The transportation (with a real person along for the ride) should be long enough to see how well your sled will hold up over some distance.  You will soon learn that with any emergency sled that involves attachments to skis, periodic readjustment and/or retightening is critical.  Otherwise, even the most solidly constructed ski-based emergency sled will soon loosen up and fall apart from the forces of being towed while skiing or skinning.

Document this exercise with some pictures (and bonus points for YouTube video, especially POV).

Emergency sled styles can be divided up into a few categories:
  1. Completely improvise using whatever gear you would typically carry with you, with the patient's skis forming the runners of the sled.  This is by far the most difficult sled to construct well, but the key advantage is that you do not have to rely on additional gear.  See the Volken book for details.
  2. Brooks-Range rescue sled, with the patient's skis once again forming the runners of the sled.  (An older basic model is available to borrow from the course IOR -- also for sale from Brooks-Range are a lighter model and a model with an integrated tarp.)  This is essentially a far more secure and easily deployed version of the typical improvised approach.

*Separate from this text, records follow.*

//! Main application component.

use leptos::prelude::*;
use leptos::task::spawn_local;
use marquee_core::{HomeFeed, TitleRecord};

use crate::api::{self, CatalogOrigin};
use crate::components::{
    ContentRow, HeroSection, Navbar, NotificationProvider, VideoPlayer, use_notifications,
};
use crate::router::{Router, use_router};
use crate::theme::generate_css_variables;
use crate::types::Route;

/// Genre of the spotlight row on the home page.
pub const SPOTLIGHT_GENRE: &str = "Sci-Fi";

/// Main application component.
#[component]
pub fn App() -> impl IntoView {
    let css_vars = generate_css_variables();

    view! {
        <style>{css_vars}</style>
        <style>{include_str!("../styles/main.css")}</style>
        <NotificationProvider>
            <AppContent />
        </NotificationProvider>
    }
}

/// Loads the catalog once and switches between pages.
#[component]
fn AppContent() -> impl IntoView {
    let notifications = use_notifications();
    let router = Router::new();
    provide_context(router);

    let (titles, set_titles) = signal::<Vec<TitleRecord>>(vec![]);
    let (loaded, set_loaded) = signal(false);

    spawn_local(async move {
        let (list, origin) = api::load_catalog().await;
        if origin == CatalogOrigin::Sample {
            notifications.info("Server unreachable, showing the sample catalog.");
        }
        set_titles.set(list);
        set_loaded.set(true);
    });

    view! {
        {move || match router.route.get() {
            Route::Home => view! { <HomePage titles=titles loaded=loaded /> }.into_any(),
            Route::Watch(id) => view! { <WatchPage id=id titles=titles loaded=loaded /> }.into_any(),
        }}
    }
}

#[component]
fn HomePage(titles: ReadSignal<Vec<TitleRecord>>, loaded: ReadSignal<bool>) -> impl IntoView {
    let feed = Signal::derive(move || titles.with(|t| HomeFeed::compose(t, SPOTLIGHT_GENRE)));

    view! {
        <div class="home">
            <Navbar />
            <main class="home-main">
                <Show
                    when=move || loaded.get()
                    fallback=|| view! { <div class="page-loading">"Loading…"</div> }
                >
                    {move || feed.get().featured.map(|title| view! { <HeroSection title=title /> })}
                    <div class="home-rows">
                        {move || {
                            feed.get()
                                .rows
                                .into_iter()
                                .map(|row| view! { <ContentRow row=row /> })
                                .collect_view()
                        }}
                    </div>
                </Show>
            </main>
            <footer class="home-footer">
                <p>"© 2026 Marquee"</p>
            </footer>
        </div>
    }
}

#[component]
fn WatchPage(
    id: String,
    titles: ReadSignal<Vec<TitleRecord>>,
    loaded: ReadSignal<bool>,
) -> impl IntoView {
    // None while resolving, Some(None) when the id is unknown.
    let (title, set_title) = signal::<Option<Option<TitleRecord>>>(None);

    Effect::new(move |_| {
        if !loaded.get() {
            return;
        }
        let list = titles.get();
        let id = id.clone();
        spawn_local(async move {
            set_title.set(Some(api::find_title(&list, &id).await));
        });
    });

    view! {
        <div class="watch">
            {move || match title.get() {
                None => view! { <div class="page-loading">"Loading…"</div> }.into_any(),
                Some(None) => view! { <NotFound /> }.into_any(),
                Some(Some(title)) => {
                    let source = title.stream_url().unwrap_or_default().to_string();
                    let poster = title.poster_url().map(ToString::to_string);
                    view! {
                        <VideoPlayer source_url=source poster_url=poster title=title.title />
                    }
                        .into_any()
                }
            }}
        </div>
    }
}

#[component]
fn NotFound() -> impl IntoView {
    let router = use_router();

    view! {
        <div class="not-found">
            <h1>"404"</h1>
            <p>"This title does not exist."</p>
            <button class="btn btn-play" on:click=move |_| router.navigate(Route::Home)>
                "Back to Home"
            </button>
        </div>
    }
}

  3. K2 Rescue Shovel Plus (available to borrow from the IOR), which is essentially halfway in between the above two options (and with a weight penalty of only a couple ounces over just the shovel).  The setup is optimized for K2 and La Sportiva skis, along with whatever other models might have similar tip and tail holes. In a real emergency, you could use a hex-driven drill bit to bore holes in the patient's skis (included in the IOR's shovel), and for practice you can just drill holes with a 15/64" bit in some old rock skis or rental discards. 
  4. NSP nordic emergency sled, with the skis inside a typical blue hardware store tarp.  This probably doesn't work at all (other than as an indoor classroom exercise) with metal-edge touring skis (or perhaps any other skis for that matter), but you're welcome to try.
  5. Brooks-Range drag-style sled, which is essentially a version of the typical NSP nordic emergency sled but that would actually work.